── Records ──
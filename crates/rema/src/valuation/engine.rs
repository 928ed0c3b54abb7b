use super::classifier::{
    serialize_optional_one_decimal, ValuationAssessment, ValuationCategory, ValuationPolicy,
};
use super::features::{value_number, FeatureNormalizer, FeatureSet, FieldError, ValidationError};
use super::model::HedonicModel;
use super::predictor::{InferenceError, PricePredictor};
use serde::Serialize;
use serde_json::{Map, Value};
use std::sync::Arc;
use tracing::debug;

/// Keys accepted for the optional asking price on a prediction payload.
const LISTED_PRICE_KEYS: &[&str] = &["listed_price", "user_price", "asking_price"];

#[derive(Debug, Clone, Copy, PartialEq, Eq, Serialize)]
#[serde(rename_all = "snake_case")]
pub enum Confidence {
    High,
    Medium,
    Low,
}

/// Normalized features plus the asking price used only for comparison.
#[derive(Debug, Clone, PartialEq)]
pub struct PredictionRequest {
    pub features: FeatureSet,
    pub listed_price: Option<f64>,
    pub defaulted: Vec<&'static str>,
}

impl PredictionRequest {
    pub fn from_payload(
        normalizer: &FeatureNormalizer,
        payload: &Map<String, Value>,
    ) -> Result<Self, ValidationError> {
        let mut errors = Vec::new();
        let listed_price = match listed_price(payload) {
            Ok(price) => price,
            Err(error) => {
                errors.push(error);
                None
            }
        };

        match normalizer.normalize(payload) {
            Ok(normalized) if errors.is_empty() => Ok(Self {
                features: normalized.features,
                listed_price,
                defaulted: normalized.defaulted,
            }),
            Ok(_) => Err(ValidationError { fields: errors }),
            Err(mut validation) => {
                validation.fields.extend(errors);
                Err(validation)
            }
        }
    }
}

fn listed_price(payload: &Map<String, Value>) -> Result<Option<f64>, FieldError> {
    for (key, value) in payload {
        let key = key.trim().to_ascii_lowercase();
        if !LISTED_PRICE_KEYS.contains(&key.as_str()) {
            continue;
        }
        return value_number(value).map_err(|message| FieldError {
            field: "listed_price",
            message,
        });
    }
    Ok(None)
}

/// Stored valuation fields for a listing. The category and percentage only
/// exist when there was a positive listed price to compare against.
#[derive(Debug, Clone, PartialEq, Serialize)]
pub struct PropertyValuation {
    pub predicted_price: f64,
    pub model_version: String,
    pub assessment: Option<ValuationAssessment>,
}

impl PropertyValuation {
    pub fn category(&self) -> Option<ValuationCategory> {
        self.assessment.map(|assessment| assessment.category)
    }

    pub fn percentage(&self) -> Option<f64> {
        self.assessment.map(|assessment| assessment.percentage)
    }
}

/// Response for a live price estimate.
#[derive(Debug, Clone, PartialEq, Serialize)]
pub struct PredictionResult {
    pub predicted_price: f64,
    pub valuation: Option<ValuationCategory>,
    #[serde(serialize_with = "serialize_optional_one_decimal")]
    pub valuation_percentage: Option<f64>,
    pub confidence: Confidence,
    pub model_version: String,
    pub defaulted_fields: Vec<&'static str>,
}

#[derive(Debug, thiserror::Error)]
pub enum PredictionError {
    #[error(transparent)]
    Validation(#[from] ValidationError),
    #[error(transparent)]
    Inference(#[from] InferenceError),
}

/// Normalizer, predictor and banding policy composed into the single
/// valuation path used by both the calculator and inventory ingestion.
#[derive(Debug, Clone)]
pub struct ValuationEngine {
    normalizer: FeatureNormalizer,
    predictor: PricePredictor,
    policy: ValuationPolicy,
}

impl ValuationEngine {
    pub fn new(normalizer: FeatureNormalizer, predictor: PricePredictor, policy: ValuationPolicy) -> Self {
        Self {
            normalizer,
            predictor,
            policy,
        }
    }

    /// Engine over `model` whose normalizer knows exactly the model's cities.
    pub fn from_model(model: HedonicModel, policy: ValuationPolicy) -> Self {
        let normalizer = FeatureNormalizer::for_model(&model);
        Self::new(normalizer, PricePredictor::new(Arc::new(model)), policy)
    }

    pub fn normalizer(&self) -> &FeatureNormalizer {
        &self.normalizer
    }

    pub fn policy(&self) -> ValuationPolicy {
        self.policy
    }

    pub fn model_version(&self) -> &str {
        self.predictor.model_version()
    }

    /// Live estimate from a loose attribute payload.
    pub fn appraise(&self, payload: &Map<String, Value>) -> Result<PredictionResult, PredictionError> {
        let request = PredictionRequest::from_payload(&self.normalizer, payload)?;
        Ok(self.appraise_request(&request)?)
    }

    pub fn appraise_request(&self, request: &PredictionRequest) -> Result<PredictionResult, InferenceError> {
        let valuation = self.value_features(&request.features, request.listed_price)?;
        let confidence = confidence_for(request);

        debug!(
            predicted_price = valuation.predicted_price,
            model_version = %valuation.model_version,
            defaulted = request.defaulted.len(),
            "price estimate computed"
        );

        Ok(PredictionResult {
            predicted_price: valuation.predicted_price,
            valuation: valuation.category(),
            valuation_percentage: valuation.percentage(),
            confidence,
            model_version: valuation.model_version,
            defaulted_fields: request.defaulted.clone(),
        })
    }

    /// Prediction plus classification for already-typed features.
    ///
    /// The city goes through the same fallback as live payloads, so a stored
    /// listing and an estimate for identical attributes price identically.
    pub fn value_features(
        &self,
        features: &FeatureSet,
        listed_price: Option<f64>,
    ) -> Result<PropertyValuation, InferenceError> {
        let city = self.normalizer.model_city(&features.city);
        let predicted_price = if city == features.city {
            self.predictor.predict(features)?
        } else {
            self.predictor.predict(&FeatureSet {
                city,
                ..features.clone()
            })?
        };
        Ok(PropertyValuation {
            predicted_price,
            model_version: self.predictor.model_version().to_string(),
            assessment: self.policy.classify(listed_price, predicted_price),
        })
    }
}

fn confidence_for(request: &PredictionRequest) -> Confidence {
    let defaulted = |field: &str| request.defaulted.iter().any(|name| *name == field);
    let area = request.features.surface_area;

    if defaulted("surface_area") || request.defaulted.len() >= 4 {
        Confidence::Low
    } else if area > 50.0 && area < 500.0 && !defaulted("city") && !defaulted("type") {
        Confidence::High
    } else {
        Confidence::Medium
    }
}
───
(Instructions for the task) Filter by the word "PredictionRequest": copy every line of the data that holds it.

(Response box)
pub struct PredictionRequest {
impl PredictionRequest {
        let request = PredictionRequest::from_payload(&self.normalizer, payload)?;
    pub fn appraise_request(&self, request: &PredictionRequest) -> Result<PredictionResult, InferenceError> {
fn confidence_for(request: &PredictionRequest) -> Confidence {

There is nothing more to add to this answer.